According to court documents Oaks was cognizant of confidential personnel decisions that might show his firing was retaliatory. Shell claims that Oaks violated his employment agreement after he shared confidential information with his lawyer and a third-party mediator brought in to settle the dispute.

Shell also accused Oaks of breaching his duty of loyalty and good faith to Shell by threatening to reveal details of internal investigations at Shell that the company says are confidential.

Legal specialists say seeking and obtaining a restraining order is unusual in cases involving confidential information. Usually, both sides agree in advance to file confidential information under seal such as patents, trademarks or even Social Security numbers of individuals.
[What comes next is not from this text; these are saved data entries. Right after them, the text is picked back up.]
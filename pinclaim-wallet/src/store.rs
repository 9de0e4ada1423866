//! Named wallet files.
//!
//! Each wallet lives in `<wallets_dir>/<name>.json`:
//!
//! ```json
//! { "wallet": { "cashAddress": "bitcoincash:..." } }
//! ```
//!
//! Only the cash address is read. Other fields (mnemonic, keys, SLP address,
//! description) are ignored.

use std::path::{Path, PathBuf};

use serde::Deserialize;
use tracing::{debug, instrument};

use pinclaim_core::error::{PinClaimError, Result};

/// Public part of a stored wallet.
#[derive(Clone, Debug, PartialEq, Deserialize)]
#[serde(rename_all = "camelCase")]
pub(crate) struct WalletInfo {
    /// Cash address that pays for claims
    pub cash_address: String,
}

/// A wallet file.
#[derive(Clone, Debug, PartialEq, Deserialize)]
pub(crate) struct WalletFile {
    pub wallet: WalletInfo,
}

/// Directory of named wallet files.
#[derive(Clone, Debug)]
pub(crate) struct WalletStore {
    dir: PathBuf,
}

impl WalletStore {
    /// Creates a store rooted at `dir`.
    pub fn new(dir: impl AsRef<Path>) -> Self {
        Self {
            dir: dir.as_ref().to_path_buf(),
        }
    }

    /// Path of the wallet file for `name`.
    fn path_for(&self, name: &str) -> PathBuf {
        self.dir.join(format!("{}.json", name))
    }

    /// Loads the wallet called `name`.
    #[instrument(skip(self))]
    pub async fn load(&self, name: &str) -> Result<WalletFile> {
        if name.is_empty() || name.contains(['/', '\\']) || name.starts_with('.') {
            return Err(PinClaimError::WalletError(format!("invalid wallet name '{}'", name)));
        }

        let path = self.path_for(name);
        let bytes = tokio::fs::read(&path).await.map_err(|e| match e.kind() {
            std::io::ErrorKind::NotFound => {
                PinClaimError::WalletError(format!("wallet '{}' not found at {}", name, path.display()))
            }
            _ => PinClaimError::IoError(e),
        })?;

        let file: WalletFile = serde_json::from_slice(&bytes)
            .map_err(|e| PinClaimError::WalletError(format!("wallet '{}' is unreadable: {}", name, e)))?;

        debug!(address = %file.wallet.cash_address, "Loaded wallet file");
        Ok(file)
    }
}

#[cfg(test)]
mod tests {
    use super::*;
    use tempfile::tempdir;

    const WALLET_JSON: &str = r#"{
        "wallet": {
            "mnemonic": "ignored words",
            "cashAddress": "bitcoincash:qzv3zz2trz0xgp6a96lu4m6vp2nkwag0kvg8nfhq4m",
            "slpAddress": "simpleledger:qzv3zz2trz0xgp6a96lu4m6vp2nkwag0kvgzm2rlny"
        },
        "description": "pin payments"
    }"#;

    #[tokio::test]
    async fn test_load_wallet() {
        let dir = tempdir().unwrap();
        std::fs::write(dir.path().join("alice.json"), WALLET_JSON).unwrap();

        let store = WalletStore::new(dir.path());
        let file = store.load("alice").await.unwrap();
        assert_eq!(
            file.wallet.cash_address,
            "bitcoincash:qzv3zz2trz0xgp6a96lu4m6vp2nkwag0kvg8nfhq4m"
        );
    }

    #[tokio::test]
    async fn test_missing_wallet() {
        let dir = tempdir().unwrap();
        let store = WalletStore::new(dir.path());
        let err = store.load("nobody").await.unwrap_err();
        assert!(matches!(err, PinClaimError::WalletError(_)));
    }

    #[tokio::test]
    async fn test_rejects_path_like_names() {
        let store = WalletStore::new("/tmp");
        assert!(store.load("../etc/passwd").await.is_err());
        assert!(store.load("").await.is_err());
    }
}
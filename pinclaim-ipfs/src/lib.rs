//! Storage upload client.
//!
//! Uploads local files to the pinning service's IPFS node and returns the CID
//! the storage network assigned.

mod ipfs;

pub use ipfs::IpfsUploadClient;
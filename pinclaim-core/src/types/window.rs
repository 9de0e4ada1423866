//! Claim window calculation.
//!
//! A claim is valid for one calendar year from the ledger-confirmed time of its
//! claim transaction. The year is added on the calendar, so the window keeps the
//! same month, day and time of day; a claim confirmed on 29 February expires on
//! 1 March of the following year.

use chrono::{DateTime, Datelike, NaiveDate, SecondsFormat, Utc};
use serde::{Serialize, Serializer};

use crate::constants::CLAIM_PERIOD_YEARS;

/// Claim time and expiration time derived from a confirmed claim transaction.
#[derive(Clone, Copy, Debug, PartialEq, Eq, Serialize)]
#[serde(rename_all = "camelCase")]
pub struct ClaimWindow {
    /// Ledger-confirmed time of the claim transaction
    #[serde(serialize_with = "serialize_iso")]
    pub claim_time: DateTime<Utc>,
    /// End of the claim window
    #[serde(serialize_with = "serialize_iso")]
    pub expiration_time: DateTime<Utc>,
}

impl ClaimWindow {
    /// Derives the window from a ledger timestamp in UNIX seconds.
    ///
    /// Returns `None` when the timestamp is outside the representable range.
    pub fn from_ledger_seconds(seconds: i64) -> Option<Self> {
        let claim_time = DateTime::from_timestamp(seconds, 0)?;
        let expiration_time = add_calendar_years(claim_time, CLAIM_PERIOD_YEARS)?;
        Some(Self {
            claim_time,
            expiration_time,
        })
    }

    /// Returns true once `now` is past the expiration time.
    pub fn is_expired_at(&self, now: DateTime<Utc>) -> bool {
        self.expiration_time < now
    }

    /// Claim time as an ISO-8601 string with millisecond precision.
    pub fn claim_time_iso(&self) -> String {
        format_iso(self.claim_time)
    }

    /// Expiration time as an ISO-8601 string with millisecond precision.
    pub fn expiration_time_iso(&self) -> String {
        format_iso(self.expiration_time)
    }
}

/// Adds whole calendar years, rolling 29 February over to 1 March.
pub fn add_calendar_years(time: DateTime<Utc>, years: i32) -> Option<DateTime<Utc>> {
    let year = time.year().checked_add(years)?;
    if let Some(shifted) = time.with_year(year) {
        return Some(shifted);
    }

    // Only 29 February lands here: the target year has no such day.
    let rolled = NaiveDate::from_ymd_opt(year, 3, 1)?.and_time(time.time());
    Some(rolled.and_utc())
}

/// Formats a timestamp as `YYYY-MM-DDTHH:MM:SS.mmmZ`.
pub fn format_iso(time: DateTime<Utc>) -> String {
    time.to_rfc3339_opts(SecondsFormat::Millis, true)
}

fn serialize_iso<S: Serializer>(time: &DateTime<Utc>, serializer: S) -> Result<S::Ok, S::Error> {
    serializer.serialize_str(&format_iso(*time))
}
//! IPFS upload client implementation.
//!
//! Files are posted as multipart form data to the pinning service's
//! `/ipfs/pin-local-file/` endpoint, which adds them to its IPFS node.

use std::path::Path;

use async_trait::async_trait;
use serde::Deserialize;
use tracing::{debug, instrument};

use pinclaim_core::error::{PinClaimError, Result};
use pinclaim_core::traits::StorageUploader;
use pinclaim_core::PinClaimConfig;

const UPLOAD_PATH: &str = "/ipfs/pin-local-file/";

/// IPFS client for upload operations.
pub struct IpfsUploadClient {
    endpoint: String,
    max_upload_bytes: u64,
    http_client: reqwest::Client,
}

impl IpfsUploadClient {
    /// Creates a new upload client with the given config.
    pub fn with_config(config: &PinClaimConfig) -> Result<Self> {
        let http_client = reqwest::Client::builder()
            .timeout(std::time::Duration::from_secs(config.timeout_seconds))
            .build()
            .map_err(|e| PinClaimError::ConfigError(e.to_string()))?;

        Ok(Self {
            endpoint: config.pin_service_endpoint(UPLOAD_PATH),
            max_upload_bytes: config.max_upload_bytes,
            http_client,
        })
    }

    /// Uploads a local file and returns its CID.
    #[instrument(skip(self, path), fields(path = %path.display()))]
    pub async fn upload_file(&self, path: &Path, filename: &str) -> Result<String> {
        let metadata = tokio::fs::metadata(path).await.map_err(|e| match e.kind() {
            std::io::ErrorKind::NotFound => PinClaimError::FileNotFound(path.to_path_buf()),
            _ => PinClaimError::IoError(e),
        })?;

        if metadata.len() > self.max_upload_bytes {
            return Err(PinClaimError::UploadFailed(format!(
                "{} is {} bytes, limit is {}",
                filename,
                metadata.len(),
                self.max_upload_bytes
            )));
        }

        let data = tokio::fs::read(path).await?;

        let file_part = reqwest::multipart::Part::bytes(data)
            .file_name(filename.to_string())
            .mime_str("application/octet-stream")
            .map_err(|e| PinClaimError::UploadFailed(e.to_string()))?;

        let form = reqwest::multipart::Form::new().part("file", file_part);

        let response = self
            .http_client
            .post(&self.endpoint)
            .multipart(form)
            .send()
            .await
            .map_err(|e| PinClaimError::Transport(e.to_string()))?;

        if !response.status().is_success() {
            let status = response.status();
            let text = response.text().await.unwrap_or_default();
            return Err(PinClaimError::UploadFailed(format!(
                "Upload failed with status {}: {}",
                status, text
            )));
        }

        let body: UploadResponse = response
            .json()
            .await
            .map_err(|e| PinClaimError::UploadFailed(e.to_string()))?;

        if !body.success {
            return Err(PinClaimError::UpstreamService(
                body.message.unwrap_or_else(|| "upload rejected".into()),
            ));
        }

        let cid = body
            .cid
            .ok_or_else(|| PinClaimError::UploadFailed("response carried no CID".into()))?;
        validate_cid(&cid)?;

        debug!(%cid, "Uploaded to IPFS");
        Ok(cid)
    }
}

#[async_trait]
impl StorageUploader for IpfsUploadClient {
    async fn upload(&self, path: &Path, filename: &str) -> Result<String> {
        self.upload_file(path, filename).await
    }
}

/// A CID from the storage network must be a single non-empty alphanumeric token.
fn validate_cid(cid: &str) -> Result<()> {
    if cid.is_empty() {
        return Err(PinClaimError::UploadFailed("response carried an empty CID".into()));
    }
    if !cid.chars().all(|c| c.is_ascii_alphanumeric()) {
        return Err(PinClaimError::UploadFailed(format!("CID '{}' contains invalid characters", cid)));
    }
    Ok(())
}

#[derive(Debug, Deserialize)]
struct UploadResponse {
    #[serde(default)]
    success: bool,
    #[serde(default)]
    cid: Option<String>,
    #[serde(default)]
    message: Option<String>,
}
Although the information can be used in evidence in the case, it’s not part of public record.

The issue of confidentiality most often occurs when employees who were former high-level executives feel wronged and are informed of corporate secrets they promised not to reveal, said Houston employment lawyer Martin Shellist. But, confidentiality agreements cant block an employee — or former employee — from obtaining legal help.

“It doesn’t mean they can’t talk to their lawyer about it,” said Shellist.